• _Activity_
Every entry must be given again exactly.

• _Extracted data_
----------------

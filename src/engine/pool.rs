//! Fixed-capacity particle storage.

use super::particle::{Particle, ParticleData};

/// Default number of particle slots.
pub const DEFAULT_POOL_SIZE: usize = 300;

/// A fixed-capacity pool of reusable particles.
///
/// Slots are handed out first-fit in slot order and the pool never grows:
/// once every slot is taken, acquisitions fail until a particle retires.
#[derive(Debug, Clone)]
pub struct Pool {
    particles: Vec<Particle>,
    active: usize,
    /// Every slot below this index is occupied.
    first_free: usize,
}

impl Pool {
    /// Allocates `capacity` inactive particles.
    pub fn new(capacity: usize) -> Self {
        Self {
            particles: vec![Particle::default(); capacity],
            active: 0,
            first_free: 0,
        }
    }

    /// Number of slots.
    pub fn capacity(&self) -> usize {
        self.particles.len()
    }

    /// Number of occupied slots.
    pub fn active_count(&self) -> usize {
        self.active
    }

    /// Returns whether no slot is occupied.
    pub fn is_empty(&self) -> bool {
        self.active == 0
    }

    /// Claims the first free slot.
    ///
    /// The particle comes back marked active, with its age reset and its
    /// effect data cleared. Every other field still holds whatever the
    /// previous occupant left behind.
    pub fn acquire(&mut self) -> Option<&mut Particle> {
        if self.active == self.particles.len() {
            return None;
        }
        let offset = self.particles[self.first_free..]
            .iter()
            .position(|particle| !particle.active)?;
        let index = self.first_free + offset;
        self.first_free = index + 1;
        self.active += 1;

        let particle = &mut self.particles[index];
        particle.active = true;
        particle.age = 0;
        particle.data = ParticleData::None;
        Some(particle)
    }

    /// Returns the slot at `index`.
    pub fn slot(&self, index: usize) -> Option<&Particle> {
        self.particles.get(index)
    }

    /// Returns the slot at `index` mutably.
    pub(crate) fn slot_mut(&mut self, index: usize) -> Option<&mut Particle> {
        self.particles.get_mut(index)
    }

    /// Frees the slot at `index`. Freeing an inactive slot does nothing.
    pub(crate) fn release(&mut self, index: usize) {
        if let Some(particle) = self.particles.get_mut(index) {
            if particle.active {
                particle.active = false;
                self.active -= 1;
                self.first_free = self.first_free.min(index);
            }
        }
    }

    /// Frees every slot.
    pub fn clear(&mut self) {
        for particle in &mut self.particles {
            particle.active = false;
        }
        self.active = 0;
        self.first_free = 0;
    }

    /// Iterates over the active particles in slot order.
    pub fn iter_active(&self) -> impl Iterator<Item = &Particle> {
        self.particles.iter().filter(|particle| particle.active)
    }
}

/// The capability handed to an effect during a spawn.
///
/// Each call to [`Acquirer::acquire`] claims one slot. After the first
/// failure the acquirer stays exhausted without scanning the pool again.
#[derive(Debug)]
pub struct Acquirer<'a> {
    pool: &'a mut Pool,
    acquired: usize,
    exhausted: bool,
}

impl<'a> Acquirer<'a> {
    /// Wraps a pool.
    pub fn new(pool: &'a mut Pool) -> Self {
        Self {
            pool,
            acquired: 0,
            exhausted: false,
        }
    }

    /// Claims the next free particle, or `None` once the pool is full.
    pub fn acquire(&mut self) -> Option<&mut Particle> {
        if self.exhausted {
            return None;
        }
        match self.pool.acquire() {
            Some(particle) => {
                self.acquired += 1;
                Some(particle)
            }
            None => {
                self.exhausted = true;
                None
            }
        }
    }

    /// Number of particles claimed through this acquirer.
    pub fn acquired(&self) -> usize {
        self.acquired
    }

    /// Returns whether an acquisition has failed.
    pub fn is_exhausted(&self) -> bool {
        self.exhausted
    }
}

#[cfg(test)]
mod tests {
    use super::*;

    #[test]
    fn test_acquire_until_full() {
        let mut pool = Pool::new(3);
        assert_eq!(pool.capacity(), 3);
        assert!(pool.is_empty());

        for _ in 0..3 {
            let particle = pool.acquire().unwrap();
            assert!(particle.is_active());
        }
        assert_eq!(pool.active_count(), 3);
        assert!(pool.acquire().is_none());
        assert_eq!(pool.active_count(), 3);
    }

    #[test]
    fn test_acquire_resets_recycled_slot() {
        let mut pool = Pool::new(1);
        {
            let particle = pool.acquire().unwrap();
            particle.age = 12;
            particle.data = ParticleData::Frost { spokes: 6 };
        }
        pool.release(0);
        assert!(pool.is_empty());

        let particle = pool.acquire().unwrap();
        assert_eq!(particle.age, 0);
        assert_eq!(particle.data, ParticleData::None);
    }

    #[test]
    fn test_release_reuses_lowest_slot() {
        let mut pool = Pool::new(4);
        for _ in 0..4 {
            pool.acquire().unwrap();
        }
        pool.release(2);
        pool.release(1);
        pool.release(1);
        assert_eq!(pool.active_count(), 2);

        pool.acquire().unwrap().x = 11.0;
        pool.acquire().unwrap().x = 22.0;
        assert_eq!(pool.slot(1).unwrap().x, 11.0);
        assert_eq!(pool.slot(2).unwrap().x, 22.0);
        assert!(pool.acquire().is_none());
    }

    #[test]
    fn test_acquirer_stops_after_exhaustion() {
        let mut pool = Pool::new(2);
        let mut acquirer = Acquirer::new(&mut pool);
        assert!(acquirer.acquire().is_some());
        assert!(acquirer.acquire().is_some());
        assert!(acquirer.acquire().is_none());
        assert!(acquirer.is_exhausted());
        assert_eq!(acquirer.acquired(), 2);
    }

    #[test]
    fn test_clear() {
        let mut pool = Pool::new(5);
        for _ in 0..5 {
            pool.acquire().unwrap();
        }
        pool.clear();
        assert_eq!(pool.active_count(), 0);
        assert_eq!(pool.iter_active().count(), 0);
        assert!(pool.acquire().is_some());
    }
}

----------------

• _Exercise result_
filename src/engine/pool.rs
//! Fixed-capacity particle storage.

use super::particle::{Particle, ParticleData};

/// Default number of particle slots.
pub const DEFAULT_POOL_SIZE: usize = 300;

/// A fixed-capacity pool of reusable particles.
///
/// Slots are handed out first-fit in slot order and the pool never grows:
/// once every slot is taken, acquisitions fail until a particle retires.
#[derive(Debug, Clone)]
pub struct Pool {
    particles: Vec<Particle>,
    active: usize,
    /// Every slot below this index is occupied.
    first_free: usize,
}

impl Pool {
    /// Allocates `capacity` inactive particles.
    pub fn new(capacity: usize) -> Self {
        Self {
            particles: vec![Particle::default(); capacity],
            active: 0,
            first_free: 0,
        }
    }

    /// Number of slots.
    pub fn capacity(&self) -> usize {
        self.particles.len()
    }

    /// Number of occupied slots.
    pub fn active_count(&self) -> usize {
        self.active
    }

    /// Returns whether no slot is occupied.
    pub fn is_empty(&self) -> bool {
        self.active == 0
    }

    /// Claims the first free slot.
    ///
    /// The particle comes back marked active, with its age reset and its
    /// effect data cleared. Every other field still holds whatever the
    /// previous occupant left behind.
    pub fn acquire(&mut self) -> Option<&mut Particle> {
        if self.active == self.particles.len() {
            return None;
        }
        let offset = self.particles[self.first_free..]
            .iter()
            .position(|particle| !particle.active)?;
        let index = self.first_free + offset;
        self.first_free = index + 1;
        self.active += 1;

        let particle = &mut self.particles[index];
        particle.active = true;
        particle.age = 0;
        particle.data = ParticleData::None;
        Some(particle)
    }

    /// Returns the slot at `index`.
    pub fn slot(&self, index: usize) -> Option<&Particle> {
        self.particles.get(index)
    }

    /// Returns the slot at `index` mutably.
    pub(crate) fn slot_mut(&mut self, index: usize) -> Option<&mut Particle> {
        self.particles.get_mut(index)
    }

    /// Frees the slot at `index`. Freeing an inactive slot does nothing.
    pub(crate) fn release(&mut self, index: usize) {
        if let Some(particle) = self.particles.get_mut(index) {
            if particle.active {
                particle.active = false;
                self.active -= 1;
                self.first_free = self.first_free.min(index);
            }
        }
    }

    /// Frees every slot.
    pub fn clear(&mut self) {
        for particle in &mut self.particles {
            particle.active = false;
        }
        self.active = 0;
        self.first_free = 0;
    }

    /// Iterates over the active particles in slot order.
    pub fn iter_active(&self) -> impl Iterator<Item = &Particle> {
        self.particles.iter().filter(|particle| particle.active)
    }
}

/// The capability handed to an effect during a spawn.
///
/// Each call to [`Acquirer::acquire`] claims one slot. After the first
/// failure the acquirer stays exhausted without scanning the pool again.
#[derive(Debug)]
pub struct Acquirer<'a> {
    pool: &'a mut Pool,
    acquired: usize,
    exhausted: bool,
}

impl<'a> Acquirer<'a> {
    /// Wraps a pool.
    pub fn new(pool: &'a mut Pool) -> Self {
        Self {
            pool,
            acquired: 0,
            exhausted: false,
        }
    }

    /// Claims the next free particle, or `None` once the pool is full.
    pub fn acquire(&mut self) -> Option<&mut Particle> {
        if self.exhausted {
            return None;
        }
        match self.pool.acquire() {
            Some(particle) => {
                self.acquired += 1;
                Some(particle)
            }
            None => {
                self.exhausted = true;
                None
            }
        }
    }

    /// Number of particles claimed through this acquirer.
    pub fn acquired(&self) -> usize {
        self.acquired
    }

    /// Returns whether an acquisition has failed.
    pub fn is_exhausted(&self) -> bool {
        self.exhausted
    }
}

#[cfg(test)]
mod tests {
    use super::*;

    #[test]
    fn test_acquire_until_full() {
        let mut pool = Pool::new(3);
        assert_eq!(pool.capacity(), 3);
        assert!(pool.is_empty());

        for _ in 0..3 {
            let particle = pool.acquire().unwrap();
            assert!(particle.is_active());
        }
        assert_eq!(pool.active_count(), 3);
        assert!(pool.acquire().is_none());
        assert_eq!(pool.active_count(), 3);
    }

    #[test]
    fn test_acquire_resets_recycled_slot() {
        let mut pool = Pool::new(1);
        {
            let particle = pool.acquire().unwrap();
            particle.age = 12;
            particle.data = ParticleData::Frost { spokes: 6 };
        }
        pool.release(0);
        assert!(pool.is_empty());

        let particle = pool.acquire().unwrap();
        assert_eq!(particle.age, 0);
        assert_eq!(particle.data, ParticleData::None);
    }

    #[test]
    fn test_release_reuses_lowest_slot() {
        let mut pool = Pool::new(4);
        for _ in 0..4 {
            pool.acquire().unwrap();
        }
        pool.release(2);
        pool.release(1);
        pool.release(1);
        assert_eq!(pool.active_count(), 2);

        pool.acquire().unwrap().x = 11.0;
        pool.acquire().unwrap().x = 22.0;
        assert_eq!(pool.slot(1).unwrap().x, 11.0);
        assert_eq!(pool.slot(2).unwrap().x, 22.0);
        assert!(pool.acquire().is_none());
    }

    #[test]
    fn test_acquirer_stops_after_exhaustion() {
        let mut pool = Pool::new(2);
        let mut acquirer = Acquirer::new(&mut pool);
        assert!(acquirer.acquire().is_some());
        assert!(acquirer.acquire().is_some());
        assert!(acquirer.acquire().is_none());
        assert!(acquirer.is_exhausted());
        assert_eq!(acquirer.acquired(), 2);
    }

    #[test]
    fn test_clear() {
        let mut pool = Pool::new(5);
        for _ in 0..5 {
            pool.acquire().unwrap();
        }
        pool.clear();
        assert_eq!(pool.active_count(), 0);
        assert_eq!(pool.iter_active().count(), 0);
        assert!(pool.acquire().is_some());
    }
}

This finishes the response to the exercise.